Task brief
When a line of the records contains "Without", copy it.

Available data
::::::

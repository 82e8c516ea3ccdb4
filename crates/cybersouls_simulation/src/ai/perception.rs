//! Perception: видит ли враг игрока (дистанция + line of sight от глаз)

use bevy::prelude::*;

use super::events::{TargetLost, TargetSpotted};
use crate::attributes::StatusEffects;
use crate::components::{Dead, Enemy, Player};
use crate::environment::Environment;

/// Зрение врага
///
/// Пишет только `update_perception`; контроллеры читают.
#[derive(Component, Debug, Clone, PartialEq, Reflect)]
#[reflect(Component)]
pub struct Perception {
    pub sight_range: f32,
    pub eye_height: f32,
    /// Не видит цели под GhostProtocol (хакеры)
    pub blind_to_ghosts: bool,
    pub target: Option<Entity>,
    pub can_see_target: bool,
    pub last_known_location: Option<Vec3>,
}

impl Default for Perception {
    fn default() -> Self {
        Self::new(2000.0, 80.0, false)
    }
}

impl Perception {
    pub fn new(sight_range: f32, eye_height: f32, blind_to_ghosts: bool) -> Self {
        Self {
            sight_range,
            eye_height,
            blind_to_ghosts,
            target: None,
            can_see_target: false,
            last_known_location: None,
        }
    }

    pub fn eye_position(&self, transform: &Transform) -> Vec3 {
        transform.translation + Vec3::Y * self.eye_height
    }

    /// Видна ли цель из `eye` (без учёта статусов)
    pub fn can_see(&self, eye: Vec3, target: Vec3, environment: &Environment) -> bool {
        eye.distance(target) <= self.sight_range && environment.has_line_of_sight(eye, target)
    }
}

/// Живой игрок с наименьшим id (симуляция однопользовательская)
pub fn find_player<'a>(
    players: impl IntoIterator<Item = (Entity, &'a Transform, &'a StatusEffects)>,
) -> Option<(Entity, &'a Transform, &'a StatusEffects)> {
    players.into_iter().min_by_key(|(entity, ..)| *entity)
}

/// Система: обновление зрения всех врагов
pub fn update_perception(
    mut observers: Query<(Entity, &Transform, &mut Perception), (With<Enemy>, Without<Dead>)>,
    players: Query<(Entity, &Transform, &StatusEffects), (With<Player>, Without<Enemy>, Without<Dead>)>,
    environment: Res<Environment>,
    mut spotted_events: EventWriter<TargetSpotted>,
    mut lost_events: EventWriter<TargetLost>,
) {
    let player = find_player(players.iter());

    for (observer, transform, mut perception) in observers.iter_mut() {
        let previous_target = perception.target;
        let was_visible = perception.can_see_target;

        let visible = player.filter(|(_, player_transform, status)| {
            if perception.blind_to_ghosts && status.is_invisible_to_hackers {
                return false;
            }
            perception.can_see(perception.eye_position(transform), player_transform.translation, &environment)
        });

        match visible {
            Some((player_entity, player_transform, _)) => {
                perception.target = Some(player_entity);
                perception.can_see_target = true;
                perception.last_known_location = Some(player_transform.translation);
                if !was_visible {
                    spotted_events.write(TargetSpotted {
                        observer,
                        target: player_entity,
                    });
                }
            }
            None => {
                perception.can_see_target = false;
                if player.is_none() {
                    perception.target = None;
                }
                if was_visible {
                    if let Some(target) = previous_target {
                        lost_events.write(TargetLost { observer, target });
                    }
                }
            }
        }
    }
}
//! ECS Components для игровых entity
//!
//! Организация по доменам:
//! - actor: роли акторов (Actor, Player, Enemy), Targetable, BodyExtent, Dead
//! - movement: команды перемещения, скорость, импульсы, гравитация

pub mod actor;
pub mod movement;

#[cfg(test)]
mod actor_tests;

// Re-exports для удобного импорта
pub use actor::*;
pub use movement::*;
//! Attack: ближняя атака врага по игроку (фиксированный урон по integrity)

use bevy::prelude::*;

use super::events::{AttackIntent, AttackLanded};
use crate::abilities::{Ability, AbilityKind, Activatable};
use crate::attributes::{DamageKind, DamageRequest, PlayerAttributes, StatusEffects};
use crate::components::{Dead, Player};
use crate::config::AttackStats;
use crate::error::{AbilityError, AbilityResult};

#[derive(Component, Debug, Clone, Copy, Reflect)]
#[reflect(Component)]
pub struct AttackAbility {
    pub ability: Ability,
    pub damage: f32,
    pub range: f32,
}

impl Default for AttackAbility {
    fn default() -> Self {
        Self::new(&AttackStats::default())
    }
}

impl AttackAbility {
    pub fn new(stats: &AttackStats) -> Self {
        Self {
            ability: Ability::new(stats.cooldown),
            damage: stats.damage,
            range: stats.range,
        }
    }

    pub fn in_range(&self, from: Vec3, to: Vec3) -> bool {
        from.distance(to) <= self.range
    }
}

impl Activatable for AttackAbility {
    fn tick_cooldowns(&mut self, delta: f32) -> Vec<AbilityKind> {
        if self.ability.tick(delta) {
            vec![AbilityKind::Attack]
        } else {
            Vec::new()
        }
    }
}

/// Система: резолв AttackIntent
///
/// Цель обязана быть живым игроком в радиусе атаки, иначе no-op
/// (cooldown не тратится).
pub fn resolve_attacks(
    mut intents: EventReader<AttackIntent>,
    mut attackers: Query<(&Transform, &mut AttackAbility, &StatusEffects, Has<Dead>)>,
    targets: Query<(&Transform, &PlayerAttributes), (With<Player>, Without<Dead>)>,
    mut damage_events: EventWriter<DamageRequest>,
    mut landed_events: EventWriter<AttackLanded>,
) {
    for intent in intents.read() {
        let Ok((transform, mut attack, status, is_dead)) = attackers.get_mut(intent.attacker) else {
            continue;
        };

        let target = targets.get(intent.target).ok();
        let result = check_attack(&attack, transform, status, target).and_then(|_| attack.ability.activate(!is_dead));

        if let Err(error) = result {
            crate::log(&format!("⛔ Attack rejected for {:?}: {}", intent.attacker, error));
            continue;
        }

        crate::log(&format!("⚔️ {:?} hits {:?} for {:.1}", intent.attacker, intent.target, attack.damage));
        damage_events.write(DamageRequest {
            target: intent.target,
            source: Some(intent.attacker),
            kind: DamageKind::Integrity(attack.damage),
        });
        landed_events.write(AttackLanded {
            attacker: intent.attacker,
            target: intent.target,
            damage: attack.damage,
        });

        attack.ability.deactivate();
    }
}

/// Проверки поверх базовой способности: статус атакующего, живая цель в радиусе
fn check_attack(
    attack: &AttackAbility,
    transform: &Transform,
    status: &StatusEffects,
    target: Option<(&Transform, &PlayerAttributes)>,
) -> AbilityResult {
    if !status.can_use_abilities {
        return Err(AbilityError::AbilitiesDisabled);
    }
    let (target_transform, attributes) = target.ok_or(AbilityError::NoTarget)?;
    if !attributes.is_alive() || !attack.in_range(transform.translation, target_transform.translation) {
        return Err(AbilityError::NoTarget);
    }
    Ok(())
}
//! Attribute / health model
//!
//! - EnemyAttributes: integrity, смерть при 0
//! - PlayerAttributes: integrity (не убивает) + hack progress (убивает при max)
//! - StatusEffects: флаги от QuickHack эффектов (freeze, firewall, ghost, lockout)
//! - Stamina: ресурс dash/double jump
//!
//! Внешние системы меняют атрибуты только через DamageRequest
//! (или методы компонентов), никогда прямой записью полей.

use bevy::prelude::*;

pub mod enemy;
pub mod events;
pub mod player;
pub mod stamina;
pub mod status;
pub mod systems;


pub use enemy::{AttributeChange, DamageOutcome, EnemyAttributes};
pub use events::*;
pub use player::{crossed_milestones, HackOutcome, PlayerAttributes, INTEGRITY_MILESTONES};
pub use stamina::Stamina;
pub use status::{StatusEffects, StatusFlag};

/// Системы атрибутов (порядок задаёт `SimulationPlugin` через `GameplaySet`)
pub struct AttributesPlugin;

impl Plugin for AttributesPlugin {
    fn build(&self, app: &mut App) {
        app.add_event::<DamageRequest>()
            .add_event::<DamageApplied>()
            .add_event::<IntegrityChanged>()
            .add_event::<HackProgressChanged>()
            .add_event::<StaminaChanged>()
            .add_event::<ActorDied>();

        app.add_systems(
            FixedUpdate,
            (
                systems::apply_damage_requests.in_set(crate::GameplaySet::Resolution),
                systems::regenerate_stamina.in_set(crate::GameplaySet::Timers),
            ),
        );
    }
}
//! Пассивные способности игрока

use bevy::prelude::*;

use crate::attributes::ActorDied;
use crate::components::Player;

/// ExecutionChains: после убийства врага открывается окно, в котором
/// Slash игнорирует Block
#[derive(Component, Debug, Clone, Copy, PartialEq, Reflect)]
#[reflect(Component)]
pub struct ExecutionChains {
    pub window: f32,
    pub remaining: f32,
}

impl ExecutionChains {
    pub fn new(window: f32) -> Self {
        Self {
            window: window.max(0.0),
            remaining: 0.0,
        }
    }

    pub fn is_active(&self) -> bool {
        self.remaining > 0.0
    }

    /// Открыть (или перезапустить) окно
    pub fn open(&mut self) {
        self.remaining = self.window;
    }

    pub fn tick(&mut self, delta: f32) {
        self.remaining = (self.remaining - delta).max(0.0);
    }
}

/// SystemOvercharge: Slash игнорирует Block и Dodge, слоты QuickHack заблокированы
#[derive(Component, Debug, Clone, Copy, Default, PartialEq, Reflect)]
#[reflect(Component)]
pub struct SystemOvercharge {
    pub active: bool,
}

/// Система: убийство врага игроком открывает окно ExecutionChains
pub fn open_execution_chains(
    mut died: EventReader<ActorDied>,
    mut players: Query<&mut ExecutionChains, With<Player>>,
) {
    for event in died.read() {
        if event.was_player {
            continue;
        }
        let Some(killer) = event.killer else {
            continue;
        };
        if let Ok(mut chains) = players.get_mut(killer) {
            chains.open();
            crate::log(&format!("⛓️ Execution chains open ({:.1}s)", chains.window));
        }
    }
}

pub fn tick_execution_chains(mut query: Query<&mut ExecutionChains>, time: Res<Time<Fixed>>) {
    let delta = time.delta_secs();

    for mut chains in query.iter_mut() {
        if chains.is_active() {
            chains.tick(delta);
        }
    }
}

::::::

Answer below
    mut observers: Query<(Entity, &Transform, &mut Perception), (With<Enemy>, Without<Dead>)>,
    players: Query<(Entity, &Transform, &StatusEffects), (With<Player>, Without<Enemy>, Without<Dead>)>,
    targets: Query<(&Transform, &PlayerAttributes), (With<Player>, Without<Dead>)>,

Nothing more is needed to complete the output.